In particolare il 2° Nucleo Operativo Metropolitano, il II Gruppo Porto e i “Baschi verdi” del Gruppo Pronto Impiego, hanno sequestrato nel quartiere Barra, in un negozio gestito da cittadini cinesi, e tra i quartieri Fuorigrotta e in zona Stazione a dei venditori abusivi, un milione e mezzo di prodotti contraffatti o non conformi di note griffe (Chanel, Dior, Louis Vuitton, Nike, Adidas, Gucci, Supreme, Fendi, Reebok, Moschino, Prada, Burberry), tra cui tute e maglie della nazionale di calcio.

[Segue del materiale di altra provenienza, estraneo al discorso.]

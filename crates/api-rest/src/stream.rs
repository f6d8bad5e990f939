//! Server-sent event stream of live call updates for dashboard viewers.

use crate::AppState;
use axum::extract::State;
use axum::response::sse::{Event, KeepAlive, Sse};
use futures_util::stream::{self, Stream};
use std::convert::Infallible;
use triage_core::{LiveCallEvent, LiveCallRegistry, SubscriberId};

/// Removes the viewer from the broadcaster when its stream is dropped.
struct ViewerGuard {
    registry: LiveCallRegistry,
    id: SubscriberId,
}

impl Drop for ViewerGuard {
    fn drop(&mut self) {
        self.registry.unsubscribe(self.id);
        tracing::debug!(viewer = self.id, "viewer disconnected");
    }
}

fn to_sse(event: &LiveCallEvent) -> Event {
    Event::default().json_data(event).unwrap_or_else(|e| {
        tracing::error!(kind = event.kind(), error = %e, "failed to encode live event");
        Event::default().comment("unencodable event")
    })
}

#[utoipa::path(
    get,
    path = "/calls/stream",
    responses(
        (status = 200, description = "Live call events; the first is always `full-state`", content_type = "text/event-stream")
    )
)]
/// Live-update stream. Each SSE `data` field is one JSON event tagged by `type`.
///
/// The stream ends when the viewer falls too far behind; reconnecting yields a fresh snapshot.
pub async fn stream_calls(
    State(state): State<AppState>,
) -> Sse<impl Stream<Item = Result<Event, Infallible>>> {
    let subscription = state.registry.subscribe();
    let guard = ViewerGuard {
        registry: state.registry.clone(),
        id: subscription.id(),
    };
    tracing::info!(
        viewer = guard.id,
        viewers = state.registry.subscriber_count(),
        "viewer connected"
    );

    let events = stream::unfold(
        (subscription, guard),
        |(mut subscription, guard)| async move {
            let event = subscription.recv().await?;
            Some((Ok(to_sse(&event)), (subscription, guard)))
        },
    );
    Sse::new(events).keep_alive(KeepAlive::default())
}
pub mod app_state;
pub mod message;
pub mod session;

pub use app_state::AppState;
pub use message::{Level, Message};
pub use session::SessionStore;
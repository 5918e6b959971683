use std::env;
use std::path::{Path, PathBuf};

// Default configuration constants
pub const DEFAULT_HOST: &str = "127.0.0.1";
pub const DEFAULT_PORT: u16 = 8080;
pub const DEFAULT_LANG: &str = "en";

pub fn load_env_file(env_file: Option<&str>) {
    if let Some(path) = env_file {
        dotenvy::from_path(Path::new(path)).ok();
    } else {
        dotenvy::dotenv().ok();
    }
}

pub fn get_host() -> String {
    non_empty_var("FORIS_HOST").unwrap_or_else(|| DEFAULT_HOST.to_string())
}

pub fn get_port() -> u16 {
    match non_empty_var("FORIS_PORT") {
        Some(raw) => parse_port(&raw).unwrap_or_else(|| {
            tracing::warn!(value = %raw, "Ignoring invalid FORIS_PORT");
            DEFAULT_PORT
        }),
        None => DEFAULT_PORT,
    }
}

pub fn get_lang() -> String {
    non_empty_var("FORIS_LANG").unwrap_or_else(|| DEFAULT_LANG.to_string())
}

/// Translation catalog to load; English source strings are used without one.
pub fn get_catalog_path() -> Option<PathBuf> {
    non_empty_var("FORIS_CATALOG").map(PathBuf::from)
}

/// Where committed configuration is persisted; in-memory only without one.
pub fn get_state_file() -> Option<PathBuf> {
    non_empty_var("FORIS_STATE_FILE").map(PathBuf::from)
}

pub fn parse_port(raw: &str) -> Option<u16> {
    raw.trim().parse::<u16>().ok().filter(|p| *p != 0)
}

fn non_empty_var(key: &str) -> Option<String> {
    env::var(key).ok().map(|v| v.trim().to_string()).filter(|v| !v.is_empty())
}
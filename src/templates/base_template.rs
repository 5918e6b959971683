use askama::Template;

/// One entry of the configuration menu.
#[derive(Clone, Debug, PartialEq, Eq)]
pub struct NavItem {
    pub href: String,
    pub title: String,
    pub active: bool,
}

/// Page shell wrapping an already rendered body.
#[derive(Template)]
#[template(path = "config/base.html")]
pub struct ConfigBaseTemplate<'a> {
    pub lang: &'a str,
    pub title: String,
    pub nav: Vec<NavItem>,
    pub body: String,
}

#[cfg(test)]
mod tests {
    use super::*;

    #[test]
    fn body_is_inserted_raw_and_active_item_marked() {
        let page = ConfigBaseTemplate {
            lang: "cs",
            title: "WAN".into(),
            nav: vec![
                NavItem { href: "/config/wan".into(), title: "WAN".into(), active: true },
                NavItem { href: "/config/lan".into(), title: "LAN".into(), active: false },
            ],
            body: "<form id=\"main-form\"></form>".into(),
        };
        let html = page.render().unwrap();
        assert!(html.contains(r#"<html lang="cs">"#));
        assert!(html.contains(r#"<form id="main-form"></form>"#));
        assert!(html.contains(r#"<li class="active"><a href="/config/wan">WAN</a></li>"#));
        assert!(html.contains(r#"<li><a href="/config/lan">LAN</a></li>"#));
    }
}
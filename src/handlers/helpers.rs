use std::sync::{MutexGuard, PoisonError};
use std::time::Instant;

use askama::Template;
use axum_extra::extract::cookie::{Cookie, CookieJar};

use crate::errors::AppError;
use crate::forms::ForisForm;
use crate::i18n::Localizer;
use crate::models::{AppState, Message, SessionStore};
use crate::pages::ConfigPage;
use crate::templates::{
    render_config_form, ConfigBaseTemplate, FieldTemplatePartial, FormContext, NavItem, RequestInfo,
};

pub const SESSION_COOKIE: &str = "session_id";

fn sessions(state: &AppState) -> MutexGuard<'_, SessionStore> {
    state.sessions.lock().unwrap_or_else(PoisonError::into_inner)
}

pub fn session_id_from_jar(jar: &CookieJar) -> Option<String> {
    jar.get(SESSION_COOKIE).map(|c| c.value().to_string())
}

/// Returns the live session of the request, starting a new one if needed.
pub fn ensure_session(state: &AppState, jar: CookieJar) -> (CookieJar, String) {
    let now = Instant::now();
    if let Some(sid) = session_id_from_jar(&jar) {
        if sessions(state).touch(&sid, now) {
            return (jar, sid);
        }
    }
    let sid = sessions(state).start(now);
    tracing::debug!("started new session");
    let mut cookie = Cookie::new(SESSION_COOKIE, sid.clone());
    cookie.set_path("/");
    cookie.set_http_only(true);
    (jar.add(cookie), sid)
}

/// CSRF token of the session, issued on first use and reused afterwards.
pub fn csrf_token_for(state: &AppState, sid: &str) -> String {
    sessions(state).csrf_token(sid, Instant::now())
}

/// Checks the submitted token against the session and returns the session id.
pub fn validate_csrf(state: &AppState, jar: &CookieJar, submitted: Option<&str>) -> Result<String, AppError> {
    let sid = session_id_from_jar(jar);
    let valid = match (&sid, submitted) {
        (Some(sid), Some(token)) => sessions(state).token_matches(sid, token, Instant::now()),
        _ => false,
    };
    match sid {
        Some(sid) if valid => Ok(sid),
        _ => {
            tracing::warn!(has_session = sid.is_some(), "rejected form submission with invalid CSRF token");
            Err(AppError::InvalidCsrfToken)
        }
    }
}

pub fn take_flash_messages(state: &AppState, sid: &str) -> Vec<Message> {
    sessions(state).take_flash(sid)
}

pub fn push_flash(state: &AppState, sid: &str, message: Message) {
    sessions(state).push_flash(sid, message);
}

pub fn nav_items(pages: &[Box<dyn ConfigPage>], current: &str, trans: &dyn Localizer) -> Vec<NavItem> {
    pages
        .iter()
        .map(|p| NavItem {
            href: format!("/config/{}", p.slug()),
            title: trans.trans(p.title()),
            active: p.slug() == current,
        })
        .collect()
}

/// Everything needed to turn a page form into a complete HTML document.
pub struct PageRender<'a> {
    pub pages: &'a [Box<dyn ConfigPage>],
    pub page: &'a dyn ConfigPage,
    pub form: &'a ForisForm,
    pub trans: &'a dyn Localizer,
    pub request: &'a RequestInfo,
    pub csrf_token: &'a str,
    pub messages: &'a [Message],
}

pub fn render_config_page(r: &PageRender<'_>) -> Result<String, AppError> {
    let description = r.page.description(r.trans);
    let ctx = FormContext { request: r.request, description: &description, form: r.form, messages: r.messages };
    let token = || r.csrf_token.to_string();
    let body = render_config_form(&ctx, &token, r.trans, &FieldTemplatePartial)?;
    let html = ConfigBaseTemplate {
        lang: r.trans.lang(),
        title: r.trans.trans(r.page.title()),
        nav: nav_items(r.pages, r.page.slug(), r.trans),
        body,
    }
    .render()?;
    Ok(html)
}
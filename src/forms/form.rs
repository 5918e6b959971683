use std::collections::{BTreeMap, BTreeSet};
use std::fmt;

use crate::forms::field::Field;
use crate::forms::validators::validators_as_data;
use crate::forms::{FieldValue, FormData, RequestData};
use crate::i18n::Localizer;
use crate::store::{ConfigStore, ConfigUpdate, StoreError};
use crate::templates::{ActiveFields, ChoiceView, FieldView, InputKind, SectionHeading};

/// What a save callback wants done with the cleaned form data.
#[derive(Clone, Debug, PartialEq, Eq)]
pub enum CallbackOutcome {
    /// Everything was handled inside the callback.
    None,
    /// Stage these changes in the configuration store.
    EditConfig(Vec<ConfigUpdate>),
}

pub type Callback = Box<dyn Fn(&FormData) -> CallbackOutcome + Send + Sync>;

#[derive(Debug)]
pub enum Element {
    Section(Section),
    Field(Field),
}

/// A titled group of fields; sections may nest.
#[derive(Debug)]
pub struct Section {
    pub name: String,
    pub title: String,
    pub description: Option<String>,
    children: Vec<Element>,
}

impl Section {
    pub fn new(name: impl Into<String>, title: impl Into<String>) -> Self {
        Self { name: name.into(), title: title.into(), description: None, children: Vec::new() }
    }

    pub fn with_description(mut self, description: impl Into<String>) -> Self {
        self.description = Some(description.into());
        self
    }

    pub fn add_field(&mut self, field: Field) -> &mut Self {
        self.children.push(Element::Field(field));
        self
    }

    /// Adds a nested section and returns it for population.
    pub fn add_section(&mut self, section: Section) -> &mut Section {
        push_section(&mut self.children, section)
    }

}

fn push_section(children: &mut Vec<Element>, section: Section) -> &mut Section {
    children.push(Element::Section(section));
    match children.last_mut() {
        Some(Element::Section(s)) => s,
        _ => unreachable!("a section was just pushed"),
    }
}

fn collect_fields<'a>(children: &'a [Element], out: &mut Vec<&'a Field>) {
    for child in children {
        match child {
            Element::Section(section) => collect_fields(&section.children, out),
            Element::Field(field) => out.push(field),
        }
    }
}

Nella provincia del capoluogo, tra Sant’Antimo e Giugliano in Campania, i finanzieri dei Gruppi di Frattamaggiore e Giugliano, hanno sequestrato presso un emporio cinese e a degli ambulanti 35.000 articoli non sicuri, tra accessori per la cura della persona e bandiere tricolori, maglie e vari gadget della nazionale. Articoli contraffatti anche a Pompei e Torre del Greco: 5.500 gadget connessi ai campionati europei e privi delle indicazioni minime per il consumatore sull’origine, provenienza e sulla qualità.

Sono 6 i denunciati all’Autorità Giudiziaria per ricettazione e commercio di prodotti falsi, sia italiani che stranieri, e 10 i segnalati alla Camera di Commercio per violazioni di natura amministrativa.